Items from a data source
··········

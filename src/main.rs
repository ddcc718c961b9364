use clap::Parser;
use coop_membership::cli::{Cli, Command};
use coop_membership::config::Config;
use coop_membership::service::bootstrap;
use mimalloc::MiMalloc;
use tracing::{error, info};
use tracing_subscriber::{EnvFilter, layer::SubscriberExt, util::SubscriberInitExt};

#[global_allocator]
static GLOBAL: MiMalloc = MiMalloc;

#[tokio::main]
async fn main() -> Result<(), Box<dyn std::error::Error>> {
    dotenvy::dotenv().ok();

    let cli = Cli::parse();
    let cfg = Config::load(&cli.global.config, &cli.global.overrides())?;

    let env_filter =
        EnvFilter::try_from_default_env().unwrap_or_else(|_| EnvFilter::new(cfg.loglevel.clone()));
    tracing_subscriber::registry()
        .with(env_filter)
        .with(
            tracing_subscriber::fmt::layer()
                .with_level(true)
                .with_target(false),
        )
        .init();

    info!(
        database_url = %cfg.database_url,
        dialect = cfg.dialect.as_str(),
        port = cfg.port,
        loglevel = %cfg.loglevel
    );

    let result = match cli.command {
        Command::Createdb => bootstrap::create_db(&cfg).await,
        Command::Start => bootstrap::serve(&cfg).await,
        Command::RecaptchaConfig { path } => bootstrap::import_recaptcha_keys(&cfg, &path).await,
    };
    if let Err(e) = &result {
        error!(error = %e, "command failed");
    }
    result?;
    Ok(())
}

··········

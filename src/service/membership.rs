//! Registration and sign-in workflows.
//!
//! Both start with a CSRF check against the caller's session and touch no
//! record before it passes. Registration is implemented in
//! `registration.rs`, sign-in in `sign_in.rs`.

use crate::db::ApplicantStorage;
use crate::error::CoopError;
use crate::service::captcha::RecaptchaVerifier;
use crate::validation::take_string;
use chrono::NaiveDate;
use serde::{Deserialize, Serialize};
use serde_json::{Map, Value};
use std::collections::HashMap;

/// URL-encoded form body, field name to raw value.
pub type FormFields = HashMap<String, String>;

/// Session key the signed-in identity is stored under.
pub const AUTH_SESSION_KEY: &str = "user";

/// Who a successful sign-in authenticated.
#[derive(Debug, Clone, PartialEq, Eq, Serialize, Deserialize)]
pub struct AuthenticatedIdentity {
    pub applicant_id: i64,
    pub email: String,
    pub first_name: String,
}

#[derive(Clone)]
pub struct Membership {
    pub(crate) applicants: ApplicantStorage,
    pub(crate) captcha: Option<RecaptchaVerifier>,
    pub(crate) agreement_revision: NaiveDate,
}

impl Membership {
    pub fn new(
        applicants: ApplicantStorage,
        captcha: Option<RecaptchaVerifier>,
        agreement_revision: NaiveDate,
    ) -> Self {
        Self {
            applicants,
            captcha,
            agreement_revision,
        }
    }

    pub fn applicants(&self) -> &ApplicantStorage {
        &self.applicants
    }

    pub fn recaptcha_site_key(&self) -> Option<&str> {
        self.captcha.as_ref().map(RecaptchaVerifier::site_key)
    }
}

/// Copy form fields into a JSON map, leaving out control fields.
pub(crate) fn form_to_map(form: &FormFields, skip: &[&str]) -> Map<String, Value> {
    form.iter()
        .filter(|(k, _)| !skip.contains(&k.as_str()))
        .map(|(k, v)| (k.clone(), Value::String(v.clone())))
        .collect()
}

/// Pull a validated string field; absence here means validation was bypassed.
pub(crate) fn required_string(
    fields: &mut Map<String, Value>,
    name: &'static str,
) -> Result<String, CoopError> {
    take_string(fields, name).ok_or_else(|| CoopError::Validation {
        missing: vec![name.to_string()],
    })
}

··········

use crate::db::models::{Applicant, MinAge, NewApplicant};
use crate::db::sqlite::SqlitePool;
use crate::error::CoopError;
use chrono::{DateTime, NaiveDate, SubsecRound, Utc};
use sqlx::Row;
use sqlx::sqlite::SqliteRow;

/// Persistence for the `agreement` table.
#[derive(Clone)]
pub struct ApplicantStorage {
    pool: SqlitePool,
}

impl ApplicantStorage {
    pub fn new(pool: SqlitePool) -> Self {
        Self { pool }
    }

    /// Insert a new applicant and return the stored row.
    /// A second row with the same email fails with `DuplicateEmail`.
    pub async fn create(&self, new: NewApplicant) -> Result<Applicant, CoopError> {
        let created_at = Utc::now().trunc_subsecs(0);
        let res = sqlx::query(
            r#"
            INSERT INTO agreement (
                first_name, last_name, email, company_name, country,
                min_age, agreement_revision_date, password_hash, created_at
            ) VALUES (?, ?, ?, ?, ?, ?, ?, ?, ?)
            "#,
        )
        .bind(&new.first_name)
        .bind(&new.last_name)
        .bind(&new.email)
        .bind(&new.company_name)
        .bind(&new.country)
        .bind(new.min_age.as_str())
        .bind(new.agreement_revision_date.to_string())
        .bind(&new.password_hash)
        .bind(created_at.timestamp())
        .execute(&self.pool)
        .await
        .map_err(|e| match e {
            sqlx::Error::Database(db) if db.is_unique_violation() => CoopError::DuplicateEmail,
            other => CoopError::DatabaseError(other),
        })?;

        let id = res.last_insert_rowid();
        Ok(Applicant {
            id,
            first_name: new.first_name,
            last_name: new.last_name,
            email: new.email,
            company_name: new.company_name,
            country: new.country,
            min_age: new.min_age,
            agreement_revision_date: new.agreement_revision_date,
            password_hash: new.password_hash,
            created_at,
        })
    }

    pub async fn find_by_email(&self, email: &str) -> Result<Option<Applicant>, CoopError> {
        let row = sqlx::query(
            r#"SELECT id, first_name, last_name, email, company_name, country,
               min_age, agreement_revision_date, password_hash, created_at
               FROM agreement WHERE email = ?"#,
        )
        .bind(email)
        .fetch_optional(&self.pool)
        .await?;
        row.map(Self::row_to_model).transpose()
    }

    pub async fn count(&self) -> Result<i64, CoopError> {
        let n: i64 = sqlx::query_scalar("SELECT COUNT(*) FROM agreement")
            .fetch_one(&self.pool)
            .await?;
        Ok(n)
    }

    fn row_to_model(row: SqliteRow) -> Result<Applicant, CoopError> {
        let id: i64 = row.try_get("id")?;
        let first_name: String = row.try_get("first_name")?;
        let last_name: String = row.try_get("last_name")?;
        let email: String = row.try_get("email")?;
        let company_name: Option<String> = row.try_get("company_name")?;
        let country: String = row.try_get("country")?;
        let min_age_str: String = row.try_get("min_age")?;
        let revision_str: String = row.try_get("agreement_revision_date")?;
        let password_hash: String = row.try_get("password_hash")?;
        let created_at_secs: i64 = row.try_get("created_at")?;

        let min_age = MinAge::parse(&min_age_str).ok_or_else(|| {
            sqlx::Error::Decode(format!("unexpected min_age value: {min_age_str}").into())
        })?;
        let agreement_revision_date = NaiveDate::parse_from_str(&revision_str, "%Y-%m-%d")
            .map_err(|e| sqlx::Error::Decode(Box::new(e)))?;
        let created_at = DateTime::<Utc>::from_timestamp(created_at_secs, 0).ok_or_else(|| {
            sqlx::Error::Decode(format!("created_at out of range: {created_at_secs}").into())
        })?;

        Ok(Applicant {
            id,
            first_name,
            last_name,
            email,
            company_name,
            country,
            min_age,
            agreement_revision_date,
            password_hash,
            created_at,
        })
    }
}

··········

Every line in the data above that contains "match" needs to be copied.

    let result = match cli.command {
        .map_err(|e| match e {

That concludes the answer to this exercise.